BEGIN TASK INPUTS

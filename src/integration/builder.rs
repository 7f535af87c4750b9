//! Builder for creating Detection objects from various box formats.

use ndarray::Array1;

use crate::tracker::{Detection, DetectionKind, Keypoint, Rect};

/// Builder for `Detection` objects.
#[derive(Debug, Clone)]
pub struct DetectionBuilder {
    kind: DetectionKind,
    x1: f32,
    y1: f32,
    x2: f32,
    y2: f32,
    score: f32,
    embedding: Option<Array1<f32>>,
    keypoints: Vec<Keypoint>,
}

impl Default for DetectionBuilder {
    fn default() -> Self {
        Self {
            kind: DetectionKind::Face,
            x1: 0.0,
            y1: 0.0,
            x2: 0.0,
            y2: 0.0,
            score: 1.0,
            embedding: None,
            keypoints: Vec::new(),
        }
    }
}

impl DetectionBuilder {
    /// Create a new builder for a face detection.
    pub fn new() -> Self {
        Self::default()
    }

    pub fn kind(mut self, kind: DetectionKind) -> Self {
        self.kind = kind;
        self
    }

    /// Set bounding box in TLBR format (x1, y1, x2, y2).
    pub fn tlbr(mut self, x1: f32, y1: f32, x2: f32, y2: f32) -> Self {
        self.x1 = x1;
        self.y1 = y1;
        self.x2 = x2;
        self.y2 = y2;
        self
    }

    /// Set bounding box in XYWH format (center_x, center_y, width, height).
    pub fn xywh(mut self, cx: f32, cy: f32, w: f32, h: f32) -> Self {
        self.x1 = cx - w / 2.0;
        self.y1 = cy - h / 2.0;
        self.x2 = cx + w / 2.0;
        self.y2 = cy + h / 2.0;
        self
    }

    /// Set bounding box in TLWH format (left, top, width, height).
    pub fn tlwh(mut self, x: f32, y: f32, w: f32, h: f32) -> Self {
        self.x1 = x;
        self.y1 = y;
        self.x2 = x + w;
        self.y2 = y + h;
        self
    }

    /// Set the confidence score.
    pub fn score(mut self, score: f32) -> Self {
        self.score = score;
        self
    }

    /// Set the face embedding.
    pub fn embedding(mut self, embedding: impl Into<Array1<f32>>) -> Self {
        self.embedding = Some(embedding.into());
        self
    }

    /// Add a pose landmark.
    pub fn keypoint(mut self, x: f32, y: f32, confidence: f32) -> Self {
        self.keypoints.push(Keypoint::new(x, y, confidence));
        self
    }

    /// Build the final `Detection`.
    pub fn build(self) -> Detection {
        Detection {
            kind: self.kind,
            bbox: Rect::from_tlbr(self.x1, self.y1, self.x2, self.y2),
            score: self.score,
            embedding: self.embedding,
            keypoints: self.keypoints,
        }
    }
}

END TASK INPUTS

§ TASK OBJECTIVE
All lines from the beginning of the material above through the one with "#[derive(Debug, Clone)]" need to be returned exactly; please return those and only those.

§ EXERCISE RESULT
filename src/integration/builder.rs
repository 7f535af87c4750b9
//! Builder for creating Detection objects from various box formats.

use ndarray::Array1;

use crate::tracker::{Detection, DetectionKind, Keypoint, Rect};

/// Builder for `Detection` objects.
#[derive(Debug, Clone)]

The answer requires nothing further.